A total of five people were killed and 775 injured in the
violence, according to government officials.
The opposition has repeatedly demanded Morsi's decree be rescinded
and the vote on the draft charter be suspended before any talks can
take place.
Protestors made their way late Friday through wired fences outside
the presidential palace in Cairo as others tried to climb the gate
after security guards withdrew its forces, Arab Media reported.
Thousands of protestors had gathered earlier in front of the
palace in Cairo to put an end to what they described "as dictatorial
powers" of President Morsi, and to postpone the vote on a
controversial new constitution.
In Tahrir Square, the birthplace of a popular revolt that toppled
Hosny Mubarak almost two years ago, protesters carried photos of
Morsi stained with blood.
"Down with Morsi Mubarak," chanted the protesters, implying that
Morsi is a dictator as much as Mubarak was.
The opposition has accused Morsi's supporters of attacking
opponents who were camping outside the presidential palace on
Wednesday.
The violence was Egypt's worst since Morsi took office in June.
Islamists Friday rallied outside the Media City near Cairo to show
support for Morsi. They chanted slogans against media outlets whom
they accused of fostering hostility to the Islamist leader.
Earlier in the day, angry Islamists attended a funeral service for
three followers of the Muslim Brotherhood, who had been killed in
clashes on Wednesday.
The mourners, gathering at the main Cairo Al Azhar Mosque,
chanted: "With our soul and blood, we defend you, Islam."
Clashes erupted Friday between Morsi's backers and opponents in
the Nile Delta provinces of Kafr al-Sheikh and Beheira, the state-run
newspaper Al Ahram reported on its website.
At least 20 people were wounded in the violence, it said.
Morsi's decisions have exposed deep rifts in Egypt and sparked
attacks on offices of the Muslim Brotherhood in several cities.
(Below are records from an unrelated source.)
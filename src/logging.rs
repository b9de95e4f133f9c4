//! Logging System
//!
//! Structured logging using the `tracing` crate. Level, format, and destination
//! come from settings, `WEDGE_LOG*` environment variables, and CLI flags. Logs go
//! to stderr by default so stdout carries only run output.

use crate::error::ConfigError;
use serde::{Deserialize, Serialize};
use std::collections::HashMap;
use std::path::PathBuf;
use tracing_subscriber::fmt::time::ChronoUtc;
use tracing_subscriber::{fmt, layer::SubscriberExt, util::SubscriberInitExt, EnvFilter, Registry};

/// Logging configuration
#[derive(Debug, Clone, Serialize, Deserialize)]
pub struct LoggingConfig {
    /// Disable all logging when false
    #[serde(default = "default_true")]
    pub enabled: bool,

    /// Log level: trace, debug, info, warn, error, off
    #[serde(default = "default_log_level")]
    pub level: String,

    /// Output format: json, text
    #[serde(default = "default_format")]
    pub format: String,

    /// Output destination: stdout, stderr, file
    #[serde(default = "default_output")]
    pub output: String,

    /// Log file path (when output is "file")
    #[serde(default, skip_serializing_if = "Option::is_none")]
    pub file: Option<PathBuf>,

    /// Colored output (text format on a terminal only)
    #[serde(default = "default_true")]
    pub color: bool,

    /// Module-specific log levels
    #[serde(default)]
    pub modules: HashMap<String, String>,
}

fn default_log_level() -> String {
    "info".to_string()
}

fn default_format() -> String {
    "text".to_string()
}

fn default_output() -> String {
    "stderr".to_string()
}

fn default_true() -> bool {
    true
}

impl Default for LoggingConfig {
    fn default() -> Self {
        Self {
            enabled: true,
            level: default_log_level(),
            format: default_format(),
            output: default_output(),
            file: None,
            color: true,
            modules: HashMap::new(),
        }
    }
}

/// Default log file under the platform state (or data) directory.
pub fn default_log_file_path() -> Option<PathBuf> {
    directories::ProjectDirs::from("", "", "wedge").map(|dirs| {
        dirs.state_dir()
            .unwrap_or_else(|| dirs.data_local_dir())
            .join("wedge.log")
    })
}

/// Initialize the logging system
///
/// Priority order (highest to lowest):
/// 1. Environment variables (WEDGE_LOG, WEDGE_LOG_FORMAT, WEDGE_LOG_OUTPUT)
/// 2. The passed config (already merged from CLI flags and settings)
/// 3. Defaults
pub fn init_logging(config: Option<&LoggingConfig>) -> Result<(), ConfigError> {
    if config.map(|c| !c.enabled).unwrap_or(false) {
        return Ok(());
    }

    let filter = build_env_filter(config)?;
    let format = determine_format(config)?;
    let output = determine_output(config)?;
    let use_color = config.map(|c| c.color).unwrap_or(true);

    let base_subscriber = Registry::default().with(filter);

    match (format.as_str(), output) {
        ("json", Destination::File) => {
            let writer = open_log_file(config)?;
            base_subscriber
                .with(
                    fmt::layer()
                        .json()
                        .with_target(true)
                        .with_timer(ChronoUtc::rfc_3339())
                        .with_writer(writer),
                )
                .try_init()
        }
        ("json", Destination::Stdout) => base_subscriber
            .with(
                fmt::layer()
                    .json()
                    .with_target(true)
                    .with_timer(ChronoUtc::rfc_3339())
                    .with_writer(std::io::stdout),
            )
            .try_init(),
        ("json", Destination::Stderr) => base_subscriber
            .with(
                fmt::layer()
                    .json()
                    .with_target(true)
                    .with_timer(ChronoUtc::rfc_3339())
                    .with_writer(std::io::stderr),
            )
            .try_init(),
        (_, Destination::File) => {
            let writer = open_log_file(config)?;
            base_subscriber
                .with(
                    fmt::layer()
                        .with_target(true)
                        .with_timer(ChronoUtc::rfc_3339())
                        .with_ansi(false)
                        .with_writer(writer),
                )
                .try_init()
        }
        (_, Destination::Stdout) => base_subscriber
            .with(
                fmt::layer()
                    .with_target(true)
                    .with_timer(ChronoUtc::rfc_3339())
                    .with_ansi(use_color)
                    .with_writer(std::io::stdout),
            )
            .try_init(),
        (_, Destination::Stderr) => base_subscriber
            .with(
                fmt::layer()
                    .with_target(true)
                    .with_timer(ChronoUtc::rfc_3339())
                    .with_ansi(use_color)
                    .with_writer(std::io::stderr),
            )
            .try_init(),
    }
    .map_err(|e| ConfigError::Settings(format!("Failed to install log subscriber: {}", e)))
}

fn open_log_file(config: Option<&LoggingConfig>) -> Result<std::fs::File, ConfigError> {
    let log_file = config
        .and_then(|c| c.file.clone())
        .or_else(default_log_file_path)
        .ok_or_else(|| ConfigError::Settings("No log file path available".to_string()))?;

    if let Some(parent) = log_file.parent() {
        std::fs::create_dir_all(parent).map_err(|source| ConfigError::Io {
            path: parent.to_path_buf(),
            source,
        })?;
    }
    std::fs::OpenOptions::new()
        .create(true)
        .append(true)
        .open(&log_file)
        .map_err(|source| ConfigError::Io {
            path: log_file.clone(),
            source,
        })
}

/// Build environment filter from config or environment variables
fn build_env_filter(config: Option<&LoggingConfig>) -> Result<EnvFilter, ConfigError> {
    if let Ok(filter) = EnvFilter::try_from_env("WEDGE_LOG") {
        return Ok(filter);
    }

    let level = config.map(|c| c.level.as_str()).unwrap_or("info");
    if level == "off" {
        return Ok(EnvFilter::new("off"));
    }

    let mut filter = EnvFilter::new(level);

    if let Some(config) = config {
        for (module, module_level) in &config.modules {
            let directive = format!("{}={}", module, module_level);
            filter = filter.add_directive(
                directive
                    .parse()
                    .map_err(|e| ConfigError::Settings(format!("Invalid log directive: {}", e)))?,
            );
        }
    }

    if let Ok(modules_str) = std::env::var("WEDGE_LOG_MODULES") {
        for module_spec in modules_str.split(',') {
            let parts: Vec<&str> = module_spec.split('=').collect();
            if parts.len() == 2 {
                let directive = format!("{}={}", parts[0].trim(), parts[1].trim());
                filter = filter.add_directive(directive.parse().map_err(|e| {
                    ConfigError::Settings(format!("Invalid log directive from env: {}", e))
                })?);
            }
        }
    }

    Ok(filter)
}

/// Determine output format from config or environment
fn determine_format(config: Option<&LoggingConfig>) -> Result<String, ConfigError> {
    if let Ok(format) = std::env::var("WEDGE_LOG_FORMAT") {
        if format == "json" || format == "text" {
            return Ok(format);
        }
    }

    let format = config.map(|c| c.format.as_str()).unwrap_or("text");
    if format != "json" && format != "text" {
        return Err(ConfigError::Settings(format!(
            "Invalid log format: {} (must be 'json' or 'text')",
            format
        )));
    }
    Ok(format.to_string())
}

#[derive(Debug, Clone, Copy, PartialEq, Eq)]
enum Destination {
    Stdout,
    Stderr,
    File,
}

/// Determine output destination from config or environment
fn determine_output(config: Option<&LoggingConfig>) -> Result<Destination, ConfigError> {
    if let Ok(output) = std::env::var("WEDGE_LOG_OUTPUT") {
        return parse_output_destination(&output);
    }
    parse_output_destination(config.map(|c| c.output.as_str()).unwrap_or("stderr"))
}

fn parse_output_destination(output: &str) -> Result<Destination, ConfigError> {
    match output {
        "stdout" => Ok(Destination::Stdout),
        "stderr" => Ok(Destination::Stderr),
        "file" => Ok(Destination::File),
        _ => Err(ConfigError::Settings(format!(
            "Invalid log output: {} (must be 'stdout', 'stderr', or 'file')",
            output
        ))),
    }
}
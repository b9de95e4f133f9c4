//! Wedge CLI Binary
//!
//! Command-line entry point: parse flags, set up logging, then run the sweep.

use clap::Parser;
use std::process;
use tokio_util::sync::CancellationToken;
use tracing::{error, info, warn};
use wedge::cli::{load_settings, Cli, RunContext};
use wedge::error::WedgeError;
use wedge::logging::{init_logging, LoggingConfig};

fn main() {
    let cli = Cli::parse();

    let logging_config = build_logging_config(&cli);
    if let Err(e) = init_logging(Some(&logging_config)) {
        eprintln!("Failed to initialize logging: {}", e);
        process::exit(1);
    }

    info!("Wedge CLI starting");

    if cli.show_settings {
        match load_settings(&cli).and_then(|s| s.to_toml()) {
            Ok(toml) => {
                println!("{}", toml);
                return;
            }
            Err(e) => {
                eprintln!("{}", wedge::cli::map_error(&WedgeError::from(e)));
                process::exit(1);
            }
        }
    }

    let context = match RunContext::new(&cli) {
        Ok(ctx) => ctx.with_progress_lines(progress_lines(&cli, &logging_config)),
        Err(e) => {
            error!("Failed to prepare sweep: {}", e);
            eprintln!("{}", wedge::cli::map_error(&e));
            process::exit(1);
        }
    };

    match context.preflight() {
        Ok(Some(outcome)) => {
            println!("{}", outcome.output);
            process::exit(outcome.exit_code);
        }
        Ok(None) => {}
        Err(e) => {
            error!("Preflight failed: {}", e);
            eprintln!("{}", wedge::cli::map_error(&e));
            process::exit(1);
        }
    }

    let rt = match tokio::runtime::Runtime::new() {
        Ok(rt) => rt,
        Err(e) => {
            eprintln!("Failed to create async runtime: {}", e);
            process::exit(1);
        }
    };

    let cancel = CancellationToken::new();
    let on_interrupt = cancel.clone();
    rt.spawn(async move {
        if tokio::signal::ctrl_c().await.is_ok() {
            warn!("Interrupt received, cancelling run");
            on_interrupt.cancel();
        }
    });

    match rt.block_on(context.submit(cancel)) {
        Ok(outcome) => {
            info!(exit_code = outcome.exit_code, "Run complete");
            println!("{}", outcome.output);
            process::exit(outcome.exit_code);
        }
        Err(e) => {
            error!("Run failed: {}", e);
            eprintln!("{}", wedge::cli::map_error(&e));
            process::exit(1);
        }
    }
}

/// Build logging configuration from CLI args and settings.
/// Precedence: CLI flags override settings override defaults.
fn build_logging_config(cli: &Cli) -> LoggingConfig {
    let mut config = load_settings(cli)
        .ok()
        .map(|s| s.logging)
        .unwrap_or_default();

    if cli.quiet {
        config.enabled = false;
    }
    if cli.verbose {
        config.level = "debug".to_string();
    }
    if let Some(ref level) = cli.log_level {
        config.level = level.clone();
    }
    if let Some(ref format) = cli.log_format {
        config.format = format.clone();
    }
    if let Some(ref output) = cli.log_output {
        config.output = output.clone();
    }
    if let Some(ref file) = cli.log_file {
        config.file = Some(file.clone());
    }

    config
}

/// Progress lines go to stderr only when logs are not already there.
fn progress_lines(cli: &Cli, logging: &LoggingConfig) -> bool {
    !cli.quiet && cli.format == "text" && logging.enabled && logging.output != "stderr"
}
//! Stochastic Oscillator indicator.
//!
//! %K[i] = (C[i] - LL) / (HH - LL) * 100 over the trailing k_period highs/lows,
//! defined as 50 when HH == LL. %D = SMA(d_period) of %K.
//! First output at index k_period - 1 + d_period - 1.

use crate::domain::candle::Candle;
use crate::domain::indicator::{sma_values, IndicatorKind, IndicatorSeries, IndicatorValue};

pub fn calculate_stochastic(candles: &[Candle], k_period: usize, d_period: usize) -> IndicatorSeries {
    let kind = IndicatorKind::Stochastic { k_period, d_period };
    if k_period == 0 || d_period == 0 || candles.len() < k_period {
        return IndicatorSeries::empty(kind);
    }

    let percent_k: Vec<f64> = candles
        .windows(k_period)
        .map(|window| {
            let lowest = window.iter().map(|c| c.low).fold(f64::INFINITY, f64::min);
            let highest = window
                .iter()
                .map(|c| c.high)
                .fold(f64::NEG_INFINITY, f64::max);
            let close = window[window.len() - 1].close;
            if highest == lowest {
                50.0
            } else {
                (close - lowest) / (highest - lowest) * 100.0
            }
        })
        .collect();

    let percent_d = sma_values(&percent_k, d_period);
    if percent_d.is_empty() {
        return IndicatorSeries::empty(kind);
    }

    let values = percent_d
        .iter()
        .enumerate()
        .map(|(j, &d)| IndicatorValue::Stochastic {
            k: percent_k[j + d_period - 1],
            d,
        })
        .collect();

    IndicatorSeries::aligned(kind, candles, k_period - 1 + d_period - 1, values)
}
The opposition says that the new constitution, drafted by an
Islamist-led constituent assembly, ignores fundamental political and
other freedoms and sidelines women.
UN human rights chief Navi Pillay Friday cited a long list of
"very worrying" elements in Egypt's draft charter.
Among them, the text does not explicitly ban discrimination on the
basis of gender, religion and origin, Pillay said in Geneva.
Pillay said that while the new law would guarantee some human
rights, "there are also some very worrying omissions and ambiguities,
and in some areas the protections in it are even weaker than the 1971
constitution it is supposed to replace."
Morsi has promised that if the draft document is voted down, he
would set up a new assembly to draw up a new constitutional draft.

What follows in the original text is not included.